Thursday, July 30, 2009

Send in Another Victim of Industrial Disease

Good Lord. Is it just me, or are we getting more and more sensitive by the minute?

Perfume Odor Sends 34 to Hospital

First cigarettes, now perfume.

Live or die, Party People. But don't ruin everything.


Gnomeself Be True said...

A Dire Straights fan too?
So much to like about you...

MommyHeadache said...

If only they would reveal the brand of perfume that was sprayed! would be fun to see their profits go down the toilet.

Big Shamu said...

OK, if I worked at a call center and someone came on the intercom and asked if anyone was feeling sick could go home, I think I'd be reaching for my car keys, not due to sickness of perfume, more like sickness of work.

Buzz Kill said...

Shamus' right - 2 people got sick and everyone else got a get-out-of-jail free card. It was probably that "Axe" stuff that all the kids are using. I can smell that stuff down stairs when the boys use it in the upstairs bathroom. It stinks too. The Mrs and I refer to it as ode du boy.

Pam said...

I bet it was the evil-doer I used to have to share a very small office space with.

She sprayed that icky smelling ROSE-flavored, grandma's bathroom smelling, puke inducing, migraine creating, sinus clogging, strong-a** stuff 5x a day.

When I asked if she could just not wear it at work because it gave me a headache, she replied, "I shouldn't have to smell bad just because you get a headache."

Oh she smells bad alright. Like burning sulphur.

Bretthead said...

Smells like teen spirit around here.

Jenny said...

I thought of you the moment I read that headline.

sparringK9 said...

last saturday night i was at a farm to table dinner - held in a fabulous tent from india set up in the woods. - too bad they never had watched top chef or they would have known a scented candle at the dinner table is WRONG> especially one as hippy dippy scented as it was.

point? made me sick. and i left early.

h said...

Gotta agree with Shamu. And I'll add that the ones who wasted the hospital's time should be fined and/or forced to watch Axe TV commercials.

Aunty Belle said...

Whar's U beeen? Ain't knowed a thang about AXE--huh?

But I will say, some scents is poisonous to a fair number of people. Looky, the correct manner to wear perfume is so that those intimate wif' ya git a whiff of yore enticin' promise, or, those huggin' ya hello/ good bye think how clean and fresh ya is--but yore scent should NOT proceed ya into a room on its own legs or be a sneaky way to clear an airport corridor so ya doan have to dodge all the hoi poloi.

Big Shamu said...

Like the smell of microwave popcorn burned to fire hazard? I've seen people sent home from work due to that. No emergency room action though, but fire alarms and people moving so fast you'd think there was free food involved.

moi said...

Gnome: And next week I'll post something ear-splitting and you'll take it all back. Soooooooo fickle.

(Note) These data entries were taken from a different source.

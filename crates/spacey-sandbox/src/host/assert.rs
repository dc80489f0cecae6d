// This Source Code Form is subject to the terms of the Mozilla Public
// License, v. 2.0. If a copy of the MPL was not distributed with this
// file, You can obtain one at https://mozilla.org/MPL/2.0/.
//
// Copyright (c) 2025 Pegasus Heavy Industries, LLC

//! `assert`, always in strict mode

use boa_engine::{Context, JsResult, JsValue};

use super::{js_module, util_module};

/// Called with the `util` module for deep equality
const ASSERT: &str = r#"(function (util) {
  function AssertionError(options) {
    var err = new Error(options.message);
    Object.setPrototypeOf(err, AssertionError.prototype);
    err.name = 'AssertionError';
    err.code = 'ERR_ASSERTION';
    err.actual = options.actual;
    err.expected = options.expected;
    err.operator = options.operator;
    return err;
  }
  AssertionError.prototype = Object.create(Error.prototype);
  AssertionError.prototype.constructor = AssertionError;

  function fail(actual, expected, message, operator, fallback) {
    if (message instanceof Error) throw message;
    throw new AssertionError({
      message: message !== undefined ? message : fallback,
      actual: actual,
      expected: expected,
      operator: operator
    });
  }

  function show(value) {
    return util.inspect(value);
  }

  function assert(value, message) {
    if (!value) fail(value, true, message, '==', 'The expression evaluated to a falsy value');
  }

  assert.ok = assert;
  assert.fail = function (message) {
    fail(undefined, undefined, message, 'fail', 'Failed');
  };
  assert.equal = assert.strictEqual = function (actual, expected, message) {
    if (!Object.is(actual, expected)) {
      fail(actual, expected, message, 'strictEqual',
        'Expected values to be strictly equal: ' + show(actual) + ' !== ' + show(expected));
    }
  };
  assert.notEqual = assert.notStrictEqual = function (actual, expected, message) {
    if (Object.is(actual, expected)) {
      fail(actual, expected, message, 'notStrictEqual',
        'Expected "actual" to be strictly unequal to: ' + show(expected));
    }
  };
  assert.deepEqual = assert.deepStrictEqual = function (actual, expected, message) {
    if (!util.isDeepStrictEqual(actual, expected)) {
      fail(actual, expected, message, 'deepStrictEqual',
        'Expected values to be strictly deep-equal: ' + show(actual) + ' vs ' + show(expected));
    }
  };
  assert.notDeepEqual = assert.notDeepStrictEqual = function (actual, expected, message) {
    if (util.isDeepStrictEqual(actual, expected)) {
      fail(actual, expected, message, 'notDeepStrictEqual',
        'Expected "actual" not to be strictly deep-equal to: ' + show(expected));
    }
  };
  assert.throws = function (block, expected, message) {
    if (typeof expected === 'string') {
      message = expected;
      expected = undefined;
    }
    try {
      block();
    } catch (err) {
      if (typeof expected === 'function' && expected.prototype !== undefined && !(err instanceof expected)) {
        throw err;
      }
      if (expected instanceof RegExp && !expected.test(String(err && err.message))) {
        fail(err, expected, message, 'throws', 'The error message does not match ' + expected);
      }
      return;
    }
    fail(undefined, expected, message, 'throws', 'Missing expected exception.');
  };
  assert.doesNotThrow = function (block, message) {
    try {
      block();
    } catch (err) {
      fail(err, undefined, message, 'doesNotThrow', 'Got unwanted exception: ' + (err && err.message));
    }
  };
  assert.match = function (string, regexp, message) {
    if (!regexp.test(string)) {
      fail(string, regexp, message, 'match',
        'The input did not match the regular expression ' + regexp);
    }
  };

  assert.AssertionError = AssertionError;
  assert.strict = assert;
  return assert;
})"#;

/// `assert` (and `assert/strict`)
pub fn assert_module(context: &mut Context) -> JsResult<JsValue> {
    let util = util_module(context)?;
    js_module(ASSERT, &[util], context)
}

#[cfg(test)]
mod tests {
    use super::super::tests::eval_with;
    use super::*;

    #[test]
    fn test_passing_assertions() {
        let result = eval_with(
            assert_module,
            "assert",
            "assert(1); assert.strictEqual(NaN, NaN); assert.deepStrictEqual({ a: [1] }, { a: [1] });
             assert.throws(function () { throw new TypeError('bad'); }, TypeError);
             assert.throws(function () { throw new Error('nope'); }, /no/);
             assert.match('abc', /b/);
             assert.strict === assert",
        );
        assert_eq!(result, "true");
    }

    #[test]
    fn test_failures() {
        let result = eval_with(
            assert_module,
            "assert",
            "function failure(block) {
               try { block(); } catch (e) { return e.name + ':' + e.code + ':' + e.message; }
               return 'passed';
             }
             [failure(function () { assert.strictEqual(1, 2); }),
              failure(function () { assert.ok(0, 'custom'); }),
              failure(function () { assert.throws(function () {}); })].join('|')",
        );
        assert_eq!(
            result,
            "AssertionError:ERR_ASSERTION:Expected values to be strictly equal: 1 !== 2|\
             AssertionError:ERR_ASSERTION:custom|\
             AssertionError:ERR_ASSERTION:Missing expected exception."
        );
    }
}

Emma: Oooooo, nooooooo, that would SUCK! After all, the perfume didn't get up and spritz itself.

Shamu: The irony is that most workplaces are FILLED with all manner of yewgy chemicals and such. Perfume I would think is über benign in comparison to say, copy toner/ink.

Buzz: Ode du Boy! Bwahahahahaha! Although, I have a confession to make. I'm a shameless drive by sniffer, and every great smelling man I've encountered these days is wearing Axe. I swear, it's the olfactory equivalent of crack.

Pam: I'm a perfume junkie. For me, a day without perfume is like a day without food, but I try not to waft a witches brew sillage behind me. Unless I'm trying to piss someone off.

WTWA: And I feel stupid, and contagious.

Boxer: Aw, hon, my silly little rant in the face of your loss seems so, well, silly! Glad you dropped by, though. Hugs.

K9: Yew! Everyone knows the ONLY acceptable scent at the dinner table is the food. Even I abstain at dinner parties. Or wear vintage Shalimar, the ONLY perfume in my opinion that goes with food like wine goes with food.

Troll: Bwahahahahaha! Those commercials are truly wretched, aren't they.

Aunty: Word.

Shamu: Mmmmmmm . . . burned popcorn. If only we could bottle that.

Unknown said...

If only my old office mate had heard Aunty's advice on how to wear perfume, but I'm sure she was trying to piss me off!~

There's perfume, proper stuff, and then there is your granny's bathroom scent. I rest my case.

Aunty Belle said...

--thas' a typo. I meant Whar's I (me, Aunty) been--I never heered of AXE.

Kymical Reactions said...

Wouldn't be awesome if we had a jar of magic scent that would get rid of people when you didn't feel like having them around? Of course, I wouldn't want to hospitalize them, but definitely make them leave my office.

I think this perfume just might be revolutionary - just needs some tweaking to tone it down!